Resta il fatto che, mentre al momento non emergono segnali di flessione nei dati sugli utili attuali, le prospettive di profitto aziendale preoccupano gli operatori. Il rischio, sottolinea Paulson, è ulteriormente aumentato osservando l'attuale livello record dei margini, con gli utili prima di interessi e tasse (EBIT) dell'indice MSCI World in ulteriore aumento al 16,7% quest'anno, contro una media del 13,3% e un picco del 15,2% nel periodo 2003-19. “L'eccesso di domanda sembra consentire alle aziende di trasferire anche più dell'aumento dei costi di input, sia attraverso l’aumento dei listini, sia tramite la riduzione delle dimensioni dei prodotti o la riduzione del livello dei servizi a parità di prezzo.

COSA PUÒ FARE PRESSIONE SUGLI UTILI


Se si delineasse una fine alle carenze sul mercato, o peggio ancora, un eccesso di offerta, finirebbe questa fase di potere di determinazione dei prezzi generalizzato. Secondo Paulson, nel lungo termine, potrebbero esserci ulteriori pressioni sugli utili, dovute o all'aumento dei costi per interessi, o alla necessità di costruire catene di approvvigionamento più resilienti, e persino per possibili aliquote fiscali più elevate sulle società dal momento che i governi studiano come sanare le finanze pubbliche.

L’ESEMPIO DELLA CRISI FINANZIARIA GLOBALE 2008-2009


La crisi finanziaria globale del 2008-2009 fornisce un precedente interessante. Il mercato ha raggiunto il picco nell'ottobre 2007, per poi registrare una prima fase del calo del 15% negli otto mesi successivi fino all'estate 2008. Da notare che in questa fase gli utili aziendali a termine sono aumentati mentre la correzione ha soltanto ridotto i multipli di p/e, un chiaro parallelo con l'esperienza del 2022 finora. È stato solo nella seconda metà del 2008 che gli utili hanno iniziato a diminuire in modo drastico, accompagnati da un'ulteriore erosione dei multipli: il mercato ha toccato i minimi altri otto mesi dopo, all'inizio del 2009.
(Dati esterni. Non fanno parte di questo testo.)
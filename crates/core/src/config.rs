//! Run configuration.
//!
//! The API credential is read once from the environment and threaded into the
//! collaborators explicitly; nothing here is global.

use crate::error::{Error, Result};
use crate::types::Labels;
use std::path::PathBuf;

/// Environment variable holding the AI service credential.
pub const API_KEY_VAR: &str = "OPENAI_API_KEY";

/// Environment variable overriding the API base URL.
pub const API_BASE_VAR: &str = "OPENAI_BASE_URL";

/// Default OpenAI-compatible API base URL.
pub const DEFAULT_API_BASE: &str = "https://api.openai.com/v1";

/// Settings for one research-to-deck run.
#[derive(Debug, Clone)]
pub struct Config {
    /// Bearer credential for the AI service.
    pub api_key: String,

    /// Base URL of the OpenAI-compatible API, without trailing slash.
    pub api_base: String,

    /// Chat model used for research and translation.
    pub chat_model: String,

    /// Image model used for the title illustration.
    pub image_model: String,

    /// Requested illustration size.
    pub image_size: String,

    /// Requested illustration quality.
    pub image_quality: String,

    /// Sampling temperature for translation.
    pub translation_temperature: f32,

    /// Language the report is translated into.
    pub target_language: String,

    /// Report type tag passed to the research collector.
    pub report_type: String,

    /// Directory receiving the illustration and the deck.
    pub output_dir: PathBuf,

    /// Fallback font applied to every placeholder.
    pub font: String,
}

impl Config {
    /// Create a configuration with defaults around the given credential.
    pub fn new(api_key: impl Into<String>) -> Self {
        Self {
            api_key: api_key.into(),
            api_base: DEFAULT_API_BASE.to_string(),
            chat_model: "gpt-4-turbo-preview".to_string(),
            image_model: "dall-e-3".to_string(),
            image_size: "1792x1024".to_string(),
            image_quality: "standard".to_string(),
            translation_temperature: 0.3,
            target_language: "Japanese".to_string(),
            report_type: "research_report".to_string(),
            output_dir: PathBuf::from("output"),
            font: "BIZ UDPゴシック".to_string(),
        }
    }

    /// Build the configuration from process environment variables.
    ///
    /// Fails with [`Error::Configuration`] when the credential is missing.
    pub fn from_env() -> Result<Self> {
        Self::from_lookup(|key| std::env::var(key).ok())
    }

    /// Build the configuration from an arbitrary variable lookup.
    pub fn from_lookup<F>(lookup: F) -> Result<Self>
    where
        F: Fn(&str) -> Option<String>,
    {
        let api_key = lookup(API_KEY_VAR)
            .map(|v| v.trim().to_string())
            .filter(|v| !v.is_empty())
            .ok_or_else(|| {
                Error::Configuration(format!("{} environment variable is not set", API_KEY_VAR))
            })?;

        let mut config = Self::new(api_key);
        if let Some(base) = lookup(API_BASE_VAR).filter(|v| !v.trim().is_empty()) {
            config.api_base = base.trim().trim_end_matches('/').to_string();
        }

        Ok(config)
    }

    /// Filler labels matching the target language.
    pub fn labels(&self) -> Labels {
        Labels::for_language(&self.target_language)
    }

    /// Path of the downloaded title illustration.
    pub fn title_image_path(&self) -> PathBuf {
        self.output_dir.join(TITLE_IMAGE_FILE)
    }
}

/// File name of the downloaded title illustration.
pub const TITLE_IMAGE_FILE: &str = "title_image.png";

/// File name of the saved deck.
pub const DECK_FILE: &str = "presentation.pptx";

#[cfg(test)]
mod tests {
    use super::*;
    use std::collections::HashMap;

    fn lookup(vars: &[(&str, &str)]) -> impl Fn(&str) -> Option<String> {
        let map: HashMap<String, String> = vars
            .iter()
            .map(|(k, v)| (k.to_string(), v.to_string()))
            .collect();
        move |key| map.get(key).cloned()
    }

    #[test]
    fn test_missing_key_is_configuration_error() {
        let err = Config::from_lookup(lookup(&[])).unwrap_err();
        assert!(matches!(err, Error::Configuration(_)));

        let err = Config::from_lookup(lookup(&[(API_KEY_VAR, "   ")])).unwrap_err();
        assert!(matches!(err, Error::Configuration(_)));
    }

    #[test]
    fn test_defaults() {
        let config = Config::from_lookup(lookup(&[(API_KEY_VAR, "sk-test")])).unwrap();
        assert_eq!(config.api_key, "sk-test");
        assert_eq!(config.api_base, DEFAULT_API_BASE);
        assert_eq!(config.report_type, "research_report");
        assert_eq!(config.title_image_path(), PathBuf::from("output/title_image.png"));
        assert_eq!(config.labels(), Labels::japanese());
    }

    #[test]
    fn test_base_url_override_trims_slash() {
        let config = Config::from_lookup(lookup(&[
            (API_KEY_VAR, "sk-test"),
            (API_BASE_VAR, "http://localhost:8080/v1/"),
        ]))
        .unwrap();
        assert_eq!(config.api_base, "http://localhost:8080/v1");
    }
}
PERCHÉ PUNTARE SULLE AZIENDE COMPOUNDER


“Qualunque cosa accada da qui nel 2022-23 non sarà una ripetizione del 2008-2009. Tuttavia, gli utili del mercato sono nettamente vulnerabili dato il loro attuale livello elevato e il probabile rallentamento economico” puntualizza Paulson ribadendo che il suo focus è sui compounder. Si tratta di aziende caratterizzate da attività immateriali robuste e difficili da replicare, come marchi o network, che garantiscono un solido potere di determinazione dei prezzi. Hanno discrete prospettive di crescita e un fatturato prevedibile, spesso trainato da ricavi ricorrenti, e investono in innovazione e pubblicità per poter ripetere i buoni risultati nel futuro. “Grazie a ricavi ricorrenti e potere di determinazione dei prezzi, gli utili dei titoli in portafoglio dovrebbero essere più solidi di quelli del mercato, come è stato dimostrato nel 2008-9 e più recentemente nella prima metà del 2020 durante la crisi del COVID-19” conclude il Managing Director International Equity Team di Morgan Stanley Investment Management.